* **What the task requires**
From the entries below, copy out all lines holding "prelude".

* **Stored data**
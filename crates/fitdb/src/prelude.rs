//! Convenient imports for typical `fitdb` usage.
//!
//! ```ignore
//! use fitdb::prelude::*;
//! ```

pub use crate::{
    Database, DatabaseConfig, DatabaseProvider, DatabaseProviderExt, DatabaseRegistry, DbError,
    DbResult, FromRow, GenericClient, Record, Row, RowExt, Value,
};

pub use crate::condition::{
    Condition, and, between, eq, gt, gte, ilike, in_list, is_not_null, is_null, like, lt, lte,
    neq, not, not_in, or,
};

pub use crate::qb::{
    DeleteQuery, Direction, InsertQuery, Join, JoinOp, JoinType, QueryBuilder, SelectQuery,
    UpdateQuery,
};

* **Answer box**
filename crates/fitdb/src/prelude.rs
//! use fitdb::prelude::*;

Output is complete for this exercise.